• _ABOUT THIS EXERCISE_
Begin with the first line of the listing and quote every line through the one containing "pub fn add_resource(&self, url: &str, bytes: impl"; give only those lines.
· · · · · · ·
//! In-memory platform client.
//!
//! Records every call instead of talking to a chat platform. Used for
//! dry runs and as the platform double in tests.

use crate::error::DeliveryError;
use crate::traits::{
    EndpointHandle, FetchOptions, FetchedResource, OutboundPayload, PlatformClient, SentMessage,
};
use crate::Result;
use async_trait::async_trait;
use bytes::Bytes;
use parking_lot::Mutex;
use std::collections::{HashMap, VecDeque};
use std::sync::atomic::{AtomicU64, AtomicUsize, Ordering};
use std::time::Duration;
use tracing::debug;

/// One message accepted by [`MemoryPlatform::send`].
#[derive(Debug, Clone)]
pub struct RecordedSend {
    /// Endpoint the message was sent through.
    pub endpoint: EndpointHandle,

    /// Payload as received.
    pub payload: OutboundPayload,

    /// Message record returned to the caller.
    pub message: SentMessage,
}

/// A [`PlatformClient`] that keeps everything in memory.
#[derive(Debug, Default)]
pub struct MemoryPlatform {
    endpoints: Mutex<HashMap<String, Vec<EndpointHandle>>>,
    sent: Mutex<Vec<RecordedSend>>,
    resources: Mutex<HashMap<String, FetchedResource>>,
    send_failures: Mutex<VecDeque<DeliveryError>>,
    send_delay: Mutex<Duration>,
    fetch_delay: Mutex<Duration>,
    next_id: AtomicU64,
    fetches: AtomicUsize,
    lists: AtomicUsize,
    creates: AtomicUsize,
}

impl MemoryPlatform {
    /// Create an empty platform.
    pub fn new() -> Self {
        Self::default()
    }

    /// Make every send take `delay` before completing.
    pub fn with_send_delay(self, delay: Duration) -> Self {
        *self.send_delay.lock() = delay;
        self
    }

    /// Make every resource fetch take `delay` before completing.
    pub fn with_fetch_delay(self, delay: Duration) -> Self {
        *self.fetch_delay.lock() = delay;
        self
    }

    /// Serve `bytes` at `url`.
    pub fn add_resource(&self, url: &str, bytes: impl Into<Bytes>, content_type: Option<&str>) {
        self.resources.lock().insert(
            url.to_string(),
            FetchedResource {
                bytes: bytes.into(),
                content_type: content_type.map(str::to_string),
            },
        );
    }

    /// Stop serving `url`.
    pub fn remove_resource(&self, url: &str) {
        self.resources.lock().remove(url);
    }

    /// Register an endpoint that already exists on the platform.
    pub fn add_endpoint(&self, endpoint: EndpointHandle) {
        self.endpoints
            .lock()
            .entry(endpoint.channel_id.clone())
            .or_default()
            .push(endpoint);
    }

    /// Delete an endpoint, as if removed by a channel admin.
    pub fn delete_endpoint(&self, endpoint_id: &str) {
        for endpoints in self.endpoints.lock().values_mut() {
            endpoints.retain(|e| e.id != endpoint_id);
        }
    }

    /// Fail the next send with `error`. Queued failures are used in order.
    pub fn fail_next_send(&self, error: DeliveryError) {
        self.send_failures.lock().push_back(error);
    }

    /// Endpoints currently on a channel.
    pub fn endpoints(&self, channel_id: &str) -> Vec<EndpointHandle> {
        self.endpoints
            .lock()
            .get(channel_id)
            .cloned()
            .unwrap_or_default()
    }

    /// Every accepted send, in order.
    pub fn sent(&self) -> Vec<RecordedSend> {
        self.sent.lock().clone()
    }

    /// Number of accepted sends.
    pub fn send_count(&self) -> usize {
        self.sent.lock().len()
    }

    /// Number of resource fetches attempted.
    pub fn fetch_count(&self) -> usize {
        self.fetches.load(Ordering::SeqCst)
    }

    /// Number of endpoint listings.
    pub fn list_count(&self) -> usize {
        self.lists.load(Ordering::SeqCst)
    }

    /// Number of endpoints created.
    pub fn create_count(&self) -> usize {
        self.creates.load(Ordering::SeqCst)
    }

    fn next_id(&self) -> u64 {
        self.next_id.fetch_add(1, Ordering::SeqCst) + 1
    }
}

#[async_trait]
impl PlatformClient for MemoryPlatform {
    async fn list_endpoints(&self, channel_id: &str) -> Result<Vec<EndpointHandle>> {
        self.lists.fetch_add(1, Ordering::SeqCst);
        Ok(self.endpoints(channel_id))
    }

    async fn create_endpoint(&self, channel_id: &str, name: &str) -> Result<EndpointHandle> {
        self.creates.fetch_add(1, Ordering::SeqCst);
        let n = self.next_id();
        let endpoint =
            EndpointHandle::new(format!("wh-{}", n), format!("token-{}", n), channel_id).named(name);
        self.add_endpoint(endpoint.clone());
        Ok(endpoint)
    }

    async fn send(
        &self,
        endpoint: &EndpointHandle,
        payload: &OutboundPayload,
    ) -> Result<SentMessage> {
        let delay = *self.send_delay.lock();
        if !delay.is_zero() {
            tokio::time::sleep(delay).await;
        }

        if let Some(error) = self.send_failures.lock().pop_front() {
            return Err(error);
        }

        let exists = self
            .endpoints
            .lock()
            .get(&endpoint.channel_id)
            .map(|list| list.iter().any(|e| e.id == endpoint.id))
            .unwrap_or(false);
        if !exists {
            return Err(DeliveryError::endpoint_not_found(&endpoint.id));
        }

        let channel_id = payload
            .thread_id
            .clone()
            .unwrap_or_else(|| endpoint.channel_id.clone());
        let message = SentMessage::new(format!("msg-{}", self.next_id()), channel_id);

        debug!(
            endpoint = %endpoint.id,
            username = %payload.username,
            chars = payload.content.chars().count(),
            "Recorded send"
        );

        self.sent.lock().push(RecordedSend {
            endpoint: endpoint.clone(),
            payload: payload.clone(),
            message: message.clone(),
        });
        Ok(message)
    }

    async fn fetch_resource(&self, url: &str, options: FetchOptions) -> Result<FetchedResource> {
        self.fetches.fetch_add(1, Ordering::SeqCst);

        let delay = *self.fetch_delay.lock();
        if !delay.is_zero() {
            tokio::time::sleep(delay).await;
        }

        let resource = self
            .resources
            .lock()
            .get(url)
            .cloned()
            .ok_or(DeliveryError::FetchStatus(404))?;

        let size = resource.bytes.len() as u64;
        if size > options.max_bytes {
            return Err(DeliveryError::ResourceTooLarge {
                size,
                max: options.max_bytes,
            });
        }
        Ok(resource)
    }
}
· · · · · · ·
• _YOUR RESPONSE_
//! In-memory platform client.
//!
//! Records every call instead of talking to a chat platform. Used for
//! dry runs and as the platform double in tests.

use crate::error::DeliveryError;
use crate::traits::{
    EndpointHandle, FetchOptions, FetchedResource, OutboundPayload, PlatformClient, SentMessage,
};
use crate::Result;
use async_trait::async_trait;
use bytes::Bytes;
use parking_lot::Mutex;
use std::collections::{HashMap, VecDeque};
use std::sync::atomic::{AtomicU64, AtomicUsize, Ordering};
use std::time::Duration;
use tracing::debug;

/// One message accepted by [`MemoryPlatform::send`].
#[derive(Debug, Clone)]
pub struct RecordedSend {
    /// Endpoint the message was sent through.
    pub endpoint: EndpointHandle,

    /// Payload as received.
    pub payload: OutboundPayload,

    /// Message record returned to the caller.
    pub message: SentMessage,
}

/// A [`PlatformClient`] that keeps everything in memory.
#[derive(Debug, Default)]
pub struct MemoryPlatform {
    endpoints: Mutex<HashMap<String, Vec<EndpointHandle>>>,
    sent: Mutex<Vec<RecordedSend>>,
    resources: Mutex<HashMap<String, FetchedResource>>,
    send_failures: Mutex<VecDeque<DeliveryError>>,
    send_delay: Mutex<Duration>,
    fetch_delay: Mutex<Duration>,
    next_id: AtomicU64,
    fetches: AtomicUsize,
    lists: AtomicUsize,
    creates: AtomicUsize,
}

impl MemoryPlatform {
    /// Create an empty platform.
    pub fn new() -> Self {
        Self::default()
    }

    /// Make every send take `delay` before completing.
    pub fn with_send_delay(self, delay: Duration) -> Self {
        *self.send_delay.lock() = delay;
        self
    }

    /// Make every resource fetch take `delay` before completing.
    pub fn with_fetch_delay(self, delay: Duration) -> Self {
        *self.fetch_delay.lock() = delay;
        self
    }

    /// Serve `bytes` at `url`.
    pub fn add_resource(&self, url: &str, bytes: impl Into<Bytes>, content_type: Option<&str>) {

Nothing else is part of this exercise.